Gumball’s incessant foot tapping brings you out of your thoughts. You frown at him. “Could you stop that? It’s annoying.”

The glare he shoots at you is cold in contrast to the anger that it holds. “Oh, I’m sorry! I’ll stop right away, since I’m considerate of other people’s feelings!” He sneers with heavy sarcasm. What is up with him? He’s never been this nasty to you, no matter how fed up he is.

The Pink Prince stomps into his walk-in closet. You can hear him shuffling through his various – and completely pink – outfits. Your curiosity gets the better of you; you round the corner and enter his closet. It looks like all of the suitcases he owns are on the floor, open and waiting to be filled. Some of them already are. His clothes are strewn around in piles, carefully organized by use. He is a tornado, pulling clothing off their hangers and throwing them to the ground before he sorts them. He is oblivious to your presence as he is caught up in the whirlwind of packing.

“Dude,” you say, “are you going somewhere?”

He hesitates only for a moment. “You could say that,” Gumball says bitterly. He starts to fold one of the piles and stacks each article in an empty suitcase. 

“Vague doesn’t suit you, Bubba. Since when do you avoid giving unnecessarily long and detailed answers?” You prod a bit. You’re hoping jokes will lighten the mood, but apparently things are much more serious than you thought. 

Gumball stops his folding and looks you straight in the eye. “Look, Marshall, I really don’t have time for this right now. I’ve got to pack.”

“But for what? You’re avoiding the question.”

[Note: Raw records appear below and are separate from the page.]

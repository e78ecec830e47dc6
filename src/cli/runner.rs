//! CLI runner - executes commands

use crate::aggregate::planner::{self, RequestPlan};
use crate::aggregate::Aggregator;
use crate::cli::commands::{Cli, Commands, OutputFormat};
use crate::config::{load_config, SourceConfig};
use crate::error::{Error, Result};
use crate::source::HttpPageSource;
use crate::types::{PageEnvelope, Pagination};
use serde::Serialize;
use serde_json::{json, Value};
use std::path::Path;
use std::sync::Arc;
use std::time::Instant;
use tokio_util::sync::CancellationToken;
use tracing::info;

/// CLI runner
pub struct Runner {
    cli: Cli,
}

impl Runner {
    /// Create a new runner
    pub fn new(cli: Cli) -> Self {
        Self { cli }
    }

    /// Run the CLI command
    pub async fn run(&self) -> Result<()> {
        match &self.cli.command {
            Commands::Fetch {
                source,
                url,
                external_page_size,
                max_concurrency,
                headers,
                page,
                page_size,
            } => {
                let config = resolve_source(
                    source.as_deref(),
                    url.as_deref(),
                    *external_page_size,
                    *max_concurrency,
                    headers,
                )?;
                self.fetch(config, Pagination::new(*page, *page_size)).await
            }
            Commands::Plan {
                page,
                page_size,
                external_page_size,
                total_records,
            } => self.plan(
                Pagination::new(*page, *page_size),
                *external_page_size,
                *total_records,
            ),
        }
    }

    /// Fetch one page through the aggregator and print it
    async fn fetch(&self, config: SourceConfig, pagination: Pagination) -> Result<()> {
        let aggregator = Aggregator::new(config.aggregator());
        let source: HttpPageSource<Value> = HttpPageSource::new(config)?;
        let url = source.config().url.clone();

        let cancel = CancellationToken::new();
        let on_interrupt = cancel.clone();
        tokio::spawn(async move {
            if tokio::signal::ctrl_c().await.is_ok() {
                on_interrupt.cancel();
            }
        });

        let start = Instant::now();
        let page = aggregator
            .fetch(&cancel, Arc::new(source), pagination)
            .await?;
        info!(
            "Fetched {} records from {} in {:?}",
            page.len(),
            url,
            start.elapsed()
        );

        let envelope: PageEnvelope<Value> = page.into_envelope();
        self.print(&envelope)
    }

    /// Print the request plan for a page
    fn plan(
        &self,
        pagination: Pagination,
        external_page_size: u32,
        total_records: u64,
    ) -> Result<()> {
        let plan = planner::plan_for_total(pagination, external_page_size, total_records)?;

        match self.cli.format {
            OutputFormat::Json => {
                let requests: Vec<Value> = plan.iter().map(plan_to_json).collect();
                println!("{}", Value::Array(requests));
            }
            OutputFormat::Pretty => {
                println!(
                    "Page {} of size {} against a ceiling of {} ({} records):",
                    pagination.page, pagination.page_size, external_page_size, total_records
                );
                for request in &plan {
                    let mode = if request.ordinal == 0 {
                        "first"
                    } else {
                        "concurrent"
                    };
                    println!(
                        "  #{:<3} page={:<6} page_size={:<6} {}",
                        request.ordinal, request.pagination.page, request.pagination.page_size, mode
                    );
                }
                println!("{} request(s)", plan.len());
            }
        }
        Ok(())
    }

    fn print<T: Serialize>(&self, value: &T) -> Result<()> {
        let rendered = match self.cli.format {
            OutputFormat::Json => serde_json::to_string(value)?,
            OutputFormat::Pretty => serde_json::to_string_pretty(value)?,
        };
        println!("{rendered}");
        Ok(())
    }
}

fn plan_to_json(request: &RequestPlan) -> Value {
    json!({
        "ordinal": request.ordinal,
        "page": request.pagination.page,
        "page_size": request.pagination.page_size,
    })
}

/// Build the source config from a file and/or command-line overrides
pub(crate) fn resolve_source(
    source: Option<&Path>,
    url: Option<&str>,
    external_page_size: Option<u32>,
    max_concurrency: Option<usize>,
    headers: &[String],
) -> Result<SourceConfig> {
    let mut config = match (source, url) {
        (Some(path), _) => load_config(path)?,
        (None, Some(url)) => {
            let external_page_size = external_page_size.ok_or_else(|| {
                Error::config("--external-page-size is required when using --url")
            })?;
            SourceConfig::new(url, external_page_size)
        }
        (None, None) => return Err(Error::config("Either --source or --url is required")),
    };

    if let Some(size) = external_page_size {
        config.external_page_size = size;
    }
    if max_concurrency.is_some() {
        config.max_concurrency = max_concurrency;
    }
    for raw in headers {
        let (name, value) = parse_header(raw)?;
        config.headers.insert(name, value);
    }

    config.validate()?;
    Ok(config)
}

/// Parse a `Name: value` header argument
fn parse_header(raw: &str) -> Result<(String, String)> {
    let (name, value) = raw
        .split_once(':')
        .ok_or_else(|| Error::config(format!("Invalid header '{raw}' (expected 'Name: value')")))?;
    let name = name.trim();
    if name.is_empty() {
        return Err(Error::config(format!("Invalid header '{raw}' (empty name)")));
    }
    Ok((name.to_string(), value.trim().to_string()))
}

“Glob, fine!” He throws his hands up in the air exasperatedly. “Lemonsnatch is kicking me out of the castle! She wrote a new rule in the Candy Kingdom Royal Throne Manual that makes her legally queen of the Candy Kingdom. I’m being kicked out in three days to find a wife in under a month or else I can’t become prince again.” It comes out in a rush, almost jumbled enough to make you have to repeat himself.

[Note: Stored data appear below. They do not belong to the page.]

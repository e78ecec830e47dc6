//! Resequencing and merging of fan-out outcomes
//!
//! Outcomes arrive in whatever order their tasks finished. The
//! [`Resequencer`] restores ordinal order, concatenates the pages behind the
//! first one, and trims the result to the planned size.

use super::executor::PageOutcome;
use crate::error::Result;
use crate::types::{Pagination, PaginationResult};
use tracing::warn;

/// Collects follow-up outcomes behind the first page's items
#[derive(Debug)]
pub struct Resequencer<T> {
    first: Vec<T>,
    take: usize,
    outcomes: Vec<PageOutcome<T>>,
}

impl<T> Resequencer<T> {
    /// Start from the ordinal-0 items, keeping at most `take` items overall
    pub fn new(first: Vec<T>, take: usize) -> Self {
        Self {
            first,
            take,
            outcomes: Vec::new(),
        }
    }

    /// Add one outcome, in any order
    ///
    /// Ordinals only need to be distinct; gaps are allowed.
    pub fn push(&mut self, outcome: PageOutcome<T>) {
        self.outcomes.push(outcome);
    }

    /// Add outcomes in the order they completed
    pub fn extend(&mut self, outcomes: impl IntoIterator<Item = PageOutcome<T>>) {
        self.outcomes.extend(outcomes);
    }

    /// Merge into one ordered sequence
    ///
    /// If any outcome failed, the first failure pushed is returned and every
    /// other result is discarded.
    pub fn finish(self) -> Result<Vec<T>> {
        let mut pages = Vec::with_capacity(self.outcomes.len());
        let mut first_error = None;

        for outcome in self.outcomes {
            match outcome.result {
                Ok(page) => pages.push((outcome.ordinal, page.items)),
                Err(e) if first_error.is_none() => first_error = Some(e),
                Err(e) => warn!(
                    "Discarding additional failure for page {}: {}",
                    outcome.pagination.page, e
                ),
            }
        }
        if let Some(e) = first_error {
            return Err(e);
        }

        pages.sort_by_key(|(ordinal, _)| *ordinal);

        let available = self.first.len() + pages.iter().map(|(_, items)| items.len()).sum::<usize>();
        let mut merged = Vec::with_capacity(available.min(self.take));
        merged.extend(self.first);
        for (_, items) in pages {
            merged.extend(items);
        }
        merged.truncate(self.take);

        Ok(merged)
    }
}

/// Pagination result expressed in the caller's page size
pub fn final_pagination(requested: Pagination, total_records: u64) -> PaginationResult {
    PaginationResult::new(requested.page, requested.page_size, total_records)
}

You’re not very good at taking bad news that directly affects you. Lemonsnatch being the Queen of the Candy Kingdom means you have to report to her if and when you need anything from the kingdom. It’s hard to take in all at once. 

You run your hand through your hair. “Glob, Gumball,” you breathe. “That’s heavy.” 

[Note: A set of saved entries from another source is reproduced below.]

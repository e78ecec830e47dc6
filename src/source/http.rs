//! HTTP-backed page source
//!
//! Issues `GET {url}?{page_param}=N&{page_size_param}=M` and reads the items
//! and pagination result out of the JSON body.

use super::types::PageSource;
use crate::config::SourceConfig;
use crate::error::{Error, Result};
use crate::http::{HttpClient, RequestConfig};
use crate::types::{FetchedPage, Pagination, PaginationResult};
use async_trait::async_trait;
use serde::de::DeserializeOwned;
use serde_json::Value;
use std::marker::PhantomData;
use tokio_util::sync::CancellationToken;
use tracing::debug;

/// Page source reading a paginated JSON collection over HTTP
pub struct HttpPageSource<T> {
    client: HttpClient,
    config: SourceConfig,
    _marker: PhantomData<fn() -> T>,
}

impl<T> HttpPageSource<T> {
    /// Create a source from a validated config
    pub fn new(config: SourceConfig) -> Result<Self> {
        config.validate()?;
        let client = HttpClient::with_config(config.http_client_config())?;
        Ok(Self::with_client(client, config))
    }

    /// Create a source sharing an existing client
    pub fn with_client(client: HttpClient, config: SourceConfig) -> Self {
        Self {
            client,
            config,
            _marker: PhantomData,
        }
    }

    /// Get the source config
    pub fn config(&self) -> &SourceConfig {
        &self.config
    }

    fn request_for(&self, pagination: Pagination) -> RequestConfig {
        RequestConfig::new()
            .query(&self.config.page_param, pagination.page.to_string())
            .query(&self.config.page_size_param, pagination.page_size.to_string())
    }
}

impl<T: DeserializeOwned> HttpPageSource<T> {
    /// Split a response body into items and pagination result
    pub fn decode_body(&self, mut body: Value) -> Result<FetchedPage<T>> {
        let object = body
            .as_object_mut()
            .ok_or_else(|| Error::decode("Response body is not a JSON object"))?;

        let items = object.remove(&self.config.items_field).ok_or_else(|| {
            Error::decode(format!(
                "Response is missing items field '{}'",
                self.config.items_field
            ))
        })?;
        let pagination = object
            .remove(&self.config.pagination_field)
            .ok_or_else(|| {
                Error::decode(format!(
                    "Response is missing pagination field '{}'",
                    self.config.pagination_field
                ))
            })?;

        let items: Vec<T> = match items {
            Value::Null => Vec::new(),
            other => serde_json::from_value(other)?,
        };
        let pagination: PaginationResult = serde_json::from_value(pagination)?;

        Ok(FetchedPage::new(items, pagination))
    }
}

#[async_trait]
impl<T> PageSource<T> for HttpPageSource<T>
where
    T: DeserializeOwned + Send + 'static,
{
    async fn fetch(
        &self,
        cancel: CancellationToken,
        pagination: Pagination,
    ) -> Result<FetchedPage<T>> {
        debug!(
            "GET {} page={} page_size={}",
            self.config.url, pagination.page, pagination.page_size
        );

        let request = self.request_for(pagination);
        let body: Value = tokio::select! {
            () = cancel.cancelled() => return Err(Error::Cancelled),
            result = self.client.get_json_with_config(&self.config.url, request) => result?,
        };

        self.decode_body(body)
    }
}

impl<T> std::fmt::Debug for HttpPageSource<T> {
    fn fmt(&self, f: &mut std::fmt::Formatter<'_>) -> std::fmt::Result {
        f.debug_struct("HttpPageSource")
            .field("url", &self.config.url)
            .field("client", &self.client)
            .finish_non_exhaustive()
    }
}
//! HTTP client module
//!
//! Provides the retrying HTTP client the HTTP page source is built on.
//!
//! # Features
//!
//! - **Automatic Retries**: 429, 5xx, timeouts and connection failures
//! - **Exponential Backoff**: Capped delay doubling between attempts
//! - **JSON Responses**: Typed decoding with `serde`

mod client;

pub use client::{HttpClient, HttpClientConfig, HttpClientConfigBuilder, RequestConfig};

“I know,” he muttered. The air is weighted with bitterness. You probably shouldn’t have said anything, shouldn’t have come in the first place. Fionna and Cake would have told you eventually. You both stare at the floor, a plush pink carpet that does nothing to sweeten your mood. 

You distract yourself by studying his clothes; all of it was fruity, candy colored garb that you couldn’t imagine every adorning your bod with. Everything is so sweet and lavish it almost makes you sick just to look at it. Sometimes you wish you could rummage through his closet and replace everything with something more stylish. A pair of jeans couldn’t hurt the guy. He is in desperate need of some color variation, too! But whatever. You’re not in charge of buying clothes for him, nor are you his personal fashion consultant. You work for no one.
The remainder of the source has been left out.